Walking down the old track for a short distance, a couple of Woodpeckers in the same tree turned out to be to species: Syrian and Middle Spotted. Then the excitement! A scolding Lesser Whitethroat was creating a kerfuffle for a reason. A black snake, about 1˝m in length, was draped over branches within the bush. On closer inspection, we found the head end (not easy in the thick of the bush), and saw that it had an orange throat. The black scales on the back glistened with the sunshine which managed to percolate through. Later research proved this to be a Black Whip Snake. Moving on, and an Ortolan Bunting was singing above us, an Upcher’s Warbler showy, and a third Cincereous Bunting was near to the car.
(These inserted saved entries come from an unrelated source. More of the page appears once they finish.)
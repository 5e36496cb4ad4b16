use config::{Config, ConfigError, File};

use serde::{Deserialize, Serialize};

use tracing::info;

#[derive(Debug, Clone, PartialEq, Eq, Serialize, Deserialize)]
pub struct HTTPConfig {
    pub host: String,
    pub port: u16,
}

impl HTTPConfig {
    pub fn connection_string(&self) -> String {
        format!("{}:{}", self.host, self.port)
    }
}

#[derive(Debug, Clone, PartialEq, Eq, Serialize, Deserialize)]
pub struct StaticConfig {
    pub dist_dir: String,
    /// Path prefix the app is deployed under, without a trailing slash.
    #[serde(default)]
    pub public_url: String,
}

impl StaticConfig {
    /// Scope a worker served from `public_url` may claim.
    pub fn worker_scope(&self) -> String {
        format!("{}/", self.public_url)
    }
}

#[derive(Debug, Clone, PartialEq, Eq, Serialize, Deserialize)]
pub struct AppConfig {
    pub http_config: HTTPConfig,
    pub static_config: StaticConfig,
}

impl AppConfig {
    pub fn load(path_str: &str) -> Result<Self, ConfigError> {
        let mut conf = Config::default();
        let conf_file = File::new(path_str, config::FileFormat::Toml);
        conf.merge(conf_file)?;
        let mut app_config = AppConfig {
            http_config: conf.get::<HTTPConfig>("http")?,
            static_config: conf.get::<StaticConfig>("static_files")?,
        };
        app_config.apply_overrides(|key| std::env::var(key).ok())?;
        Ok(app_config)
    }

    fn apply_overrides(
        &mut self,
        lookup: impl Fn(&str) -> Option<String>,
    ) -> Result<(), ConfigError> {
        if let Some(host) = lookup("APP_SHELL_SERVER_HOST") {
            info!("getting server host from env: {host}");
            self.http_config.host = host;
        } else {
            info!("getting server host from file");
        }
        if let Some(port) = lookup("APP_SHELL_SERVER_PORT") {
            info!("getting server port from env: {port}");
            self.http_config.port = port.parse::<u16>().map_err(|_| {
                ConfigError::Message(format!("Failed to parse server port {port}"))
            })?;
        }
        if let Some(dist_dir) = lookup("APP_SHELL_DIST_DIR") {
            info!("serving {dist_dir} from env");
            self.static_config.dist_dir = dist_dir;
        }
        self.static_config.public_url = self
            .static_config
            .public_url
            .trim_end_matches('/')
            .to_string();
        Ok(())
    }
}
Before leaving, we parked the car a short way along the old track, and located the spring a short way up. Ignoring the local kids having a plodge, we turned to the right (downstream), where we found the path a little flooded, and a magnetic area for drinking birds. Amongst these were Rufous-tailed Scrub Robin, Black-headed Buntings, and Upcher’s Warbler.
After returning to Birecik and just before our now traditional lunchtime visit to the Ikinchi Bahar restaurant, we had stopped off at the bridge on the motel side of the river to look for Dead Sea Sparrows amongst the numerous House Sparrows. After a little bit of searching in the high heat, we managed to pin down 2 males and a female.
Once the high temperatures of midday and early afternoon at Birecik had subsided to some degree, we decided to explore the Euphrates to the South. We took the road which passed the Gulhane tea rooms, and kept on this cobbled road until it ended at a gate. A left turn was made on to a track through the houses to some blocks of apartments, and then a right turn. After 3.3km (as measured from the bridge) we took a right turn through a fence, which immediately climbed up on to the track which was to progress South along the East bank of the Euphrates. This first part also bounded the “ponds”, which were indeed one or two ponds with the characteristic brackish smell of salt pans, but mainly a few islands in the river, which seemed to make side channels which at first glance looked like lagoons. There was much unfulfilled potential here. Some birds were present, but not nearly as many as could be expected from this type of habitat. Squacco Herons were obvious and flighty, with a single Glossy Ibis present early on. A female Red-crested Pochard didn’t stay long, but a couple of Ferruginous Ducks landed later. The only waders of note were a trio of Little Ringed Plovers, with a couple of feldegg Western Yellow Wagtails nearby. Only a couple of Pygmy Cormorants were on the lagoons, but were constantly flying over.
We then drove further on this track, which continued to the 10km mark, and skirted the shore of the river. Birds here were sporadic – Gull-billed Terns, Little Egrets, a few Rollers, some Bee-eaters, and more Pygmy Cormorants passing by upriver. The track joined a tarmac road, and we decided to continue on (towards the Syrian border!) to the 20km mark, since we had been told that there may be some more gravel pits there with the potential of Blue-cheeked Bee-eaters. However, no evidence of either was found, so we turned back and returned the same way. Main bird of interest was a single Stone Curlew which was on a small shingle beach on the banks of the river.